--- START ---

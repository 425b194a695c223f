//! Driving port for mentor discovery.

use async_trait::async_trait;

use crate::domain::{Error, MentorCard, MentorSearchQuery};

#[cfg_attr(test, mockall::automock)]
#[async_trait]
pub trait SearchService: Send + Sync {
    async fn search_mentors(&self, query: MentorSearchQuery) -> Result<Vec<MentorCard>, Error>;
}
//! PostgreSQL-backed `NotificationRepository`.

use async_trait::async_trait;
use diesel::prelude::*;
use diesel_async::RunQueryDsl;
use serde_json::Value;
use uuid::Uuid;

use crate::domain::ports::{NotificationRepository, NotificationRepositoryError};
use crate::domain::{Notification, NotificationKind, NotificationStats, PageKey, UserId};

use super::diesel_basic_error_mapping::{map_basic_diesel_error, map_basic_pool_error};
use super::diesel_helpers::{collect_rows, count, limit, parse_label};
use super::models::{NewNotificationRow, NotificationRow};
use super::pool::{DbPool, PoolError};
use super::schema::notifications;

#[derive(Clone)]
pub struct DieselNotificationRepository {
    pool: DbPool,
}

impl DieselNotificationRepository {
    pub fn new(pool: DbPool) -> Self {
        Self { pool }
    }
}

fn map_pool_error(error: PoolError) -> NotificationRepositoryError {
    map_basic_pool_error(error, |message| {
        NotificationRepositoryError::connection(message)
    })
}

fn map_diesel_error(error: diesel::result::Error) -> NotificationRepositoryError {
    map_basic_diesel_error(
        error,
        NotificationRepositoryError::query,
        NotificationRepositoryError::connection,
    )
}

/// Booking referenced by a payload's `bookingId`, if any.
fn referenced_booking(payload: &Value) -> Option<Uuid> {
    payload
        .get("bookingId")
        .and_then(Value::as_str)
        .and_then(|raw| Uuid::parse_str(raw).ok())
}

fn new_row(notification: &Notification) -> NewNotificationRow<'_> {
    NewNotificationRow {
        id: notification.id,
        user_id: *notification.user_id.as_uuid(),
        kind: notification.kind.as_str(),
        title: &notification.title,
        message: &notification.message,
        payload: &notification.payload,
        booking_id: referenced_booking(&notification.payload),
        is_read: notification.is_read,
        created_at: notification.created_at,
    }
}

fn row_to_notification(row: NotificationRow) -> Result<Notification, String> {
    Ok(Notification {
        id: row.id,
        user_id: UserId::from_uuid(row.user_id),
        kind: parse_label::<NotificationKind>("kind", &row.kind)?,
        title: row.title,
        message: row.message,
        payload: row.payload,
        is_read: row.is_read,
        created_at: row.created_at,
    })
}

#[async_trait]
impl NotificationRepository for DieselNotificationRepository {
    async fn insert(&self, notification: &Notification) -> Result<(), NotificationRepositoryError> {
        self.insert_all(std::slice::from_ref(notification)).await
    }

    async fn insert_all(
        &self,
        batch: &[Notification],
    ) -> Result<(), NotificationRepositoryError> {
        if batch.is_empty() {
            return Ok(());
        }
        let mut conn = self.pool.get().await.map_err(map_pool_error)?;
        // A multi-row INSERT is a single statement, so it commits atomically.
        let rows: Vec<NewNotificationRow<'_>> = batch.iter().map(new_row).collect();
        diesel::insert_into(notifications::table)
            .values(&rows)
            .execute(&mut conn)
            .await
            .map(|_| ())
            .map_err(map_diesel_error)
    }

    async fn page(
        &self,
        user_id: &UserId,
        unread_only: bool,
        before: Option<PageKey>,
        page_size: usize,
    ) -> Result<Vec<Notification>, NotificationRepositoryError> {
        let mut conn = self.pool.get().await.map_err(map_pool_error)?;
        let mut query = notifications::table
            .filter(notifications::user_id.eq(user_id.as_uuid()))
            .select(NotificationRow::as_select())
            .order_by((notifications::created_at.desc(), notifications::id.desc()))
            .limit(limit(page_size))
            .into_boxed();
        if unread_only {
            query = query.filter(notifications::is_read.eq(false));
        }
        if let Some(key) = before {
            query = query.filter(
                notifications::created_at.lt(key.created_at).or(notifications::created_at
                    .eq(key.created_at)
                    .and(notifications::id.lt(key.id))),
            );
        }
        let rows: Vec<NotificationRow> = query.load(&mut conn).await.map_err(map_diesel_error)?;
        collect_rows(
            rows.into_iter().map(row_to_notification),
            NotificationRepositoryError::query,
        )
    }

    async fn mark_read(
        &self,
        user_id: &UserId,
        notification_id: &Uuid,
    ) -> Result<bool, NotificationRepositoryError> {
        let mut conn = self.pool.get().await.map_err(map_pool_error)?;
        let updated = diesel::update(
            notifications::table
                .filter(notifications::id.eq(notification_id))
                .filter(notifications::user_id.eq(user_id.as_uuid())),
        )
        .set(notifications::is_read.eq(true))
        .execute(&mut conn)
        .await
        .map_err(map_diesel_error)?;
        Ok(updated > 0)
    }

    async fn mark_all_read(&self, user_id: &UserId) -> Result<u64, NotificationRepositoryError> {
        let mut conn = self.pool.get().await.map_err(map_pool_error)?;
        let updated = diesel::update(
            notifications::table
                .filter(notifications::user_id.eq(user_id.as_uuid()))
                .filter(notifications::is_read.eq(false)),
        )
        .set(notifications::is_read.eq(true))
        .execute(&mut conn)
        .await
        .map_err(map_diesel_error)?;
        Ok(u64::try_from(updated).unwrap_or(u64::MAX))
    }

    async fn stats(&self, user_id: &UserId) -> Result<NotificationStats, NotificationRepositoryError> {
        let mut conn = self.pool.get().await.map_err(map_pool_error)?;
        let rows: Vec<(String, bool, i64)> = notifications::table
            .filter(notifications::user_id.eq(user_id.as_uuid()))
            .group_by((notifications::kind, notifications::is_read))
            .select((
                notifications::kind,
                notifications::is_read,
                diesel::dsl::count_star(),
            ))
            .load(&mut conn)
            .await
            .map_err(map_diesel_error)?;
        let mut stats = NotificationStats::default();
        for (kind, is_read, total) in rows {
            let kind = parse_label::<NotificationKind>("kind", &kind)
                .map_err(NotificationRepositoryError::query)?;
            let total = count(total);
            stats.total += total;
            if !is_read {
                stats.unread += total;
            }
            *stats.by_kind.entry(kind).or_default() += total;
        }
        Ok(stats)
    }

    async fn has_reminder_for(&self, booking_id: &Uuid) -> Result<bool, NotificationRepositoryError> {
        let mut conn = self.pool.get().await.map_err(map_pool_error)?;
        let hit: Option<Uuid> = notifications::table
            .filter(notifications::booking_id.eq(booking_id))
            .filter(notifications::kind.eq(NotificationKind::SessionReminder.as_str()))
            .select(notifications::id)
            .first(&mut conn)
            .await
            .optional()
            .map_err(map_diesel_error)?;
        Ok(hit.is_some())
    }
}
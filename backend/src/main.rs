//! Backend entry-point: loads settings, prepares persistence and serves the
//! REST, WebSocket and documentation endpoints.

mod server;

use actix_web::web;
use ortho_config::OrthoConfig;
use tracing::{info, warn};
use tracing_subscriber::{EnvFilter, fmt};

use mentorship::inbound::http::health::HealthState;
use mentorship::outbound::persistence::{DbPool, PoolConfig, run_pending_migrations};
use server::{ServerConfig, ServerSettings, ServiceOptions, create_server};

/// Application bootstrap.
#[actix_web::main]
async fn main() -> std::io::Result<()> {
    if let Err(e) = fmt()
        .with_env_filter(EnvFilter::from_default_env())
        .json()
        .try_init()
    {
        warn!(error = %e, "tracing init failed");
    }

    let settings = ServerSettings::load_from_iter(std::env::args_os())
        .map_err(|err| std::io::Error::other(format!("load settings: {err}")))?;
    let bind_addr = settings.bind_addr()?;
    let mut config = ServerConfig::new(bind_addr, ServiceOptions::from_settings(&settings)?);

    if let Some(url) = settings.database_url() {
        run_pending_migrations(url)
            .await
            .map_err(|err| std::io::Error::other(format!("run migrations: {err}")))?;
        let pool = DbPool::new(PoolConfig::new(url))
            .await
            .map_err(|err| std::io::Error::other(format!("connect database: {err}")))?;
        config = config.with_db_pool(pool);
    }

    #[cfg(feature = "metrics")]
    {
        config = config.with_metrics(Some(server::make_metrics()?));
    }

    let health_state = web::Data::new(HealthState::new());
    info!(%bind_addr, "starting mentorship server");
    create_server(health_state, config)?.await
}
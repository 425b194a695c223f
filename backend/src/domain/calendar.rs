//! iCalendar (RFC 5545) export of booked sessions.

use chrono::{DateTime, Utc};

use super::{Booking, BookingStatus, User};

const PRODID: &str = "-//Mentorship//Mentoring Sessions//EN";
const FOLD_AT: usize = 75;

/// Booking together with both participants, seen from one viewer.
#[derive(Debug, Clone, Copy)]
pub struct CalendarEntry<'a> {
    pub booking: &'a Booking,
    pub mentor: &'a User,
    pub learner: &'a User,
    pub viewer_is_mentor: bool,
}

/// Whether a booking belongs in a calendar export.
#[must_use]
pub const fn is_exportable(status: BookingStatus) -> bool {
    matches!(status, BookingStatus::Confirmed | BookingStatus::Completed)
}

/// Escape TEXT values: backslash, semicolon, comma and newlines.
#[must_use]
pub fn escape_text(value: &str) -> String {
    let mut out = String::with_capacity(value.len());
    for ch in value.chars() {
        match ch {
            '\\' => out.push_str("\\\\"),
            ';' => out.push_str("\\;"),
            ',' => out.push_str("\\,"),
            '\n' => out.push_str("\\n"),
            '\r' => {}
            other => out.push(other),
        }
    }
    out
}

/// Quote a parameter value such as `CN`. Parameter values cannot carry
/// TEXT escapes, so double quotes and control characters are dropped.
#[must_use]
pub fn quote_param(value: &str) -> String {
    let inner: String = value
        .chars()
        .filter(|ch| *ch != '"' && !ch.is_control())
        .collect();
    format!("\"{inner}\"")
}

fn format_instant(at: DateTime<Utc>) -> String {
    at.format("%Y%m%dT%H%M%SZ").to_string()
}

/// Fold a content line at 75 octets without splitting a UTF-8 sequence.
fn push_line(out: &mut String, line: &str) {
    let mut width = 0;
    for ch in line.chars() {
        let len = ch.len_utf8();
        if width + len > FOLD_AT {
            out.push_str("\r\n ");
            width = 1;
        }
        out.push(ch);
        width += len;
    }
    out.push_str("\r\n");
}

fn push_event(out: &mut String, entry: &CalendarEntry<'_>, domain: &str, stamp: DateTime<Utc>) {
    let booking = entry.booking;
    let (summary, other) = if entry.viewer_is_mentor {
        ("Mentoring session with", entry.learner)
    } else {
        ("Learning session with", entry.mentor)
    };
    let notes = if booking.notes.is_empty() {
        "None"
    } else {
        booking.notes.as_str()
    };
    let description = format!(
        "{summary} {}\nNotes: {notes}\nSession ID: {}",
        other.display_name, booking.id
    );

    push_line(out, "BEGIN:VEVENT");
    push_line(out, &format!("UID:booking-{}@{domain}", booking.id));
    push_line(out, &format!("DTSTAMP:{}", format_instant(stamp)));
    push_line(out, &format!("DTSTART:{}", format_instant(booking.start_utc)));
    push_line(out, &format!("DTEND:{}", format_instant(booking.end_utc)));
    push_line(out, &format!("CREATED:{}", format_instant(booking.created_at)));
    push_line(
        out,
        &format!("LAST-MODIFIED:{}", format_instant(booking.updated_at)),
    );
    push_line(
        out,
        &format!(
            "SUMMARY:{}",
            escape_text(&format!("{summary} {}", other.display_name))
        ),
    );
    push_line(out, &format!("DESCRIPTION:{}", escape_text(&description)));
    push_line(out, "STATUS:CONFIRMED");
    push_line(
        out,
        &format!(
            "ORGANIZER;CN={}:mailto:{}",
            quote_param(entry.mentor.display_name.as_ref()),
            entry.mentor.email
        ),
    );
    push_line(
        out,
        &format!(
            "ATTENDEE;CN={}:mailto:{}",
            quote_param(entry.learner.display_name.as_ref()),
            entry.learner.email
        ),
    );
    push_line(out, "BEGIN:VALARM");
    push_line(out, "ACTION:DISPLAY");
    push_line(out, "TRIGGER:-PT30M");
    push_line(out, "DESCRIPTION:Mentoring session starting soon");
    push_line(out, "END:VALARM");
    push_line(out, "END:VEVENT");
}

/// Render a complete `VCALENDAR` document with CRLF line endings.
///
/// # Examples
/// ```
/// use chrono::Utc;
/// use mentorship::domain::render_calendar;
///
/// let ics = render_calendar("Ada", &[], "mentorship.local", Utc::now());
/// assert!(ics.starts_with("BEGIN:VCALENDAR\r\n"));
/// assert!(ics.ends_with("END:VCALENDAR\r\n"));
/// ```
#[must_use]
pub fn render_calendar(
    owner: &str,
    entries: &[CalendarEntry<'_>],
    domain: &str,
    stamp: DateTime<Utc>,
) -> String {
    let mut out = String::new();
    push_line(&mut out, "BEGIN:VCALENDAR");
    push_line(&mut out, "VERSION:2.0");
    push_line(&mut out, &format!("PRODID:{PRODID}"));
    push_line(&mut out, "CALSCALE:GREGORIAN");
    push_line(&mut out, "METHOD:PUBLISH");
    push_line(
        &mut out,
        &format!(
            "X-WR-CALNAME:{}",
            escape_text(&format!("Mentoring sessions - {owner}"))
        ),
    );
    for entry in entries {
        push_event(&mut out, entry, domain, stamp);
    }
    push_line(&mut out, "END:VCALENDAR");
    out
}
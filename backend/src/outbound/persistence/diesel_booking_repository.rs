//! PostgreSQL-backed `BookingRepository`.
//!
//! The `bookings_no_overlap` exclusion constraint covers pending and
//! confirmed rows, so two concurrent requests for the same mentor interval
//! cannot both commit.

use async_trait::async_trait;
use chrono::{DateTime, Utc};
use diesel::prelude::*;
use diesel_async::RunQueryDsl;
use uuid::Uuid;

use crate::domain::ports::{BookingRepository, BookingRepositoryError};
use crate::domain::{
    Booking, BookingFilter, BookingScope, BookingStatus, Interval, UserId,
};

use super::diesel_basic_error_mapping::{
    ConstraintViolation, map_basic_diesel_error, map_basic_pool_error, violated_constraint,
};
use super::diesel_helpers::{collect_rows, parse_label};
use super::models::{BookingRecord, BookingRow};
use super::pool::{DbPool, PoolError};
use super::schema::bookings;

#[derive(Clone)]
pub struct DieselBookingRepository {
    pool: DbPool,
}

impl DieselBookingRepository {
    pub fn new(pool: DbPool) -> Self {
        Self { pool }
    }
}

fn map_pool_error(error: PoolError) -> BookingRepositoryError {
    map_basic_pool_error(error, |message| BookingRepositoryError::connection(message))
}

fn map_diesel_error(error: diesel::result::Error) -> BookingRepositoryError {
    if let Some(ConstraintViolation::Exclusion(_)) = violated_constraint(&error) {
        return BookingRepositoryError::overlap();
    }
    map_basic_diesel_error(
        error,
        BookingRepositoryError::query,
        BookingRepositoryError::connection,
    )
}

fn record_of(booking: &Booking) -> BookingRecord<'_> {
    BookingRecord {
        id: booking.id,
        learner_id: *booking.learner_id.as_uuid(),
        mentor_id: *booking.mentor_id.as_uuid(),
        slot_id: booking.slot_id,
        start_utc: booking.start_utc,
        end_utc: booking.end_utc,
        status: booking.status.as_str(),
        price_cents: booking.price_cents,
        notes: &booking.notes,
        decline_reason: booking.decline_reason.as_deref(),
        cancellation_reason: booking.cancellation_reason.as_deref(),
        cancelled_by: booking.cancelled_by.map(|id| *id.as_uuid()),
        session_notes: booking.session_notes.as_deref(),
        learner_rating: booking.learner_rating,
        learner_feedback: booking.learner_feedback.as_deref(),
        created_at: booking.created_at,
        updated_at: booking.updated_at,
    }
}

fn row_to_booking(row: BookingRow) -> Result<Booking, String> {
    Ok(Booking {
        id: row.id,
        learner_id: UserId::from_uuid(row.learner_id),
        mentor_id: UserId::from_uuid(row.mentor_id),
        slot_id: row.slot_id,
        start_utc: row.start_utc,
        end_utc: row.end_utc,
        status: parse_label::<BookingStatus>("status", &row.status)?,
        price_cents: row.price_cents,
        notes: row.notes,
        decline_reason: row.decline_reason,
        cancellation_reason: row.cancellation_reason,
        cancelled_by: row.cancelled_by.map(UserId::from_uuid),
        session_notes: row.session_notes,
        learner_rating: row.learner_rating,
        learner_feedback: row.learner_feedback,
        created_at: row.created_at,
        updated_at: row.updated_at,
    })
}

fn rows_to_bookings(rows: Vec<BookingRow>) -> Result<Vec<Booking>, BookingRepositoryError> {
    collect_rows(
        rows.into_iter().map(row_to_booking),
        BookingRepositoryError::query,
    )
}

#[async_trait]
impl BookingRepository for DieselBookingRepository {
    async fn insert(&self, booking: &Booking) -> Result<(), BookingRepositoryError> {
        let mut conn = self.pool.get().await.map_err(map_pool_error)?;
        diesel::insert_into(bookings::table)
            .values(&record_of(booking))
            .execute(&mut conn)
            .await
            .map(|_| ())
            .map_err(map_diesel_error)
    }

    async fn find(&self, booking_id: &Uuid) -> Result<Option<Booking>, BookingRepositoryError> {
        let mut conn = self.pool.get().await.map_err(map_pool_error)?;
        let row: Option<BookingRow> = bookings::table
            .filter(bookings::id.eq(booking_id))
            .select(BookingRow::as_select())
            .first(&mut conn)
            .await
            .optional()
            .map_err(map_diesel_error)?;
        row.map(row_to_booking)
            .transpose()
            .map_err(BookingRepositoryError::query)
    }

    async fn update(&self, booking: &Booking) -> Result<(), BookingRepositoryError> {
        let mut conn = self.pool.get().await.map_err(map_pool_error)?;
        let updated = diesel::update(bookings::table.filter(bookings::id.eq(booking.id)))
            .set(&record_of(booking))
            .execute(&mut conn)
            .await
            .map_err(map_diesel_error)?;
        if updated == 0 {
            return Err(BookingRepositoryError::query(format!(
                "booking {} not found",
                booking.id
            )));
        }
        Ok(())
    }

    async fn list(&self, filter: &BookingFilter) -> Result<Vec<Booking>, BookingRepositoryError> {
        let mut conn = self.pool.get().await.map_err(map_pool_error)?;
        let mut query = bookings::table
            .select(BookingRow::as_select())
            .order_by((bookings::start_utc, bookings::id))
            .into_boxed();
        query = match &filter.scope {
            BookingScope::Learner(learner) => {
                query.filter(bookings::learner_id.eq(*learner.as_uuid()))
            }
            BookingScope::Mentor(mentor) => query.filter(bookings::mentor_id.eq(*mentor.as_uuid())),
            BookingScope::All => query,
        };
        if let Some(status) = filter.status {
            query = query.filter(bookings::status.eq(status.as_str()));
        }
        if let Some(from) = filter.from {
            query = query.filter(bookings::start_utc.ge(from));
        }
        if let Some(to) = filter.to {
            query = query.filter(bookings::start_utc.lt(to));
        }
        let rows: Vec<BookingRow> = query.load(&mut conn).await.map_err(map_diesel_error)?;
        rows_to_bookings(rows)
    }

    async fn has_overlap(
        &self,
        mentor_id: &UserId,
        interval: &Interval,
        statuses: &[BookingStatus],
        exclude: Option<Uuid>,
    ) -> Result<bool, BookingRepositoryError> {
        if statuses.is_empty() {
            return Ok(false);
        }
        let mut conn = self.pool.get().await.map_err(map_pool_error)?;
        let labels: Vec<&str> = statuses.iter().map(|status| status.as_str()).collect();
        let mut query = bookings::table
            .filter(bookings::mentor_id.eq(*mentor_id.as_uuid()))
            .filter(bookings::status.eq_any(labels))
            .filter(bookings::start_utc.lt(interval.end()))
            .filter(bookings::end_utc.gt(interval.start()))
            .select(bookings::id)
            .into_boxed();
        if let Some(exclude) = exclude {
            query = query.filter(bookings::id.ne(exclude));
        }
        let hit: Option<Uuid> = query
            .first(&mut conn)
            .await
            .optional()
            .map_err(map_diesel_error)?;
        Ok(hit.is_some())
    }

    async fn confirmed_starting_between(
        &self,
        from: DateTime<Utc>,
        to: DateTime<Utc>,
    ) -> Result<Vec<Booking>, BookingRepositoryError> {
        let mut conn = self.pool.get().await.map_err(map_pool_error)?;
        let rows: Vec<BookingRow> = bookings::table
            .filter(bookings::status.eq(BookingStatus::Confirmed.as_str()))
            .filter(bookings::start_utc.ge(from))
            .filter(bookings::start_utc.le(to))
            .select(BookingRow::as_select())
            .order_by((bookings::start_utc, bookings::id))
            .load(&mut conn)
            .await
            .map_err(map_diesel_error)?;
        rows_to_bookings(rows)
    }
}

--- END ---

* _GOAL OF THE EXERCISE_:
Could you please report how many lines of the listing above hold the word "schema"? Only the number is needed.

* _SOLUTION FOR THIS TASK_:
2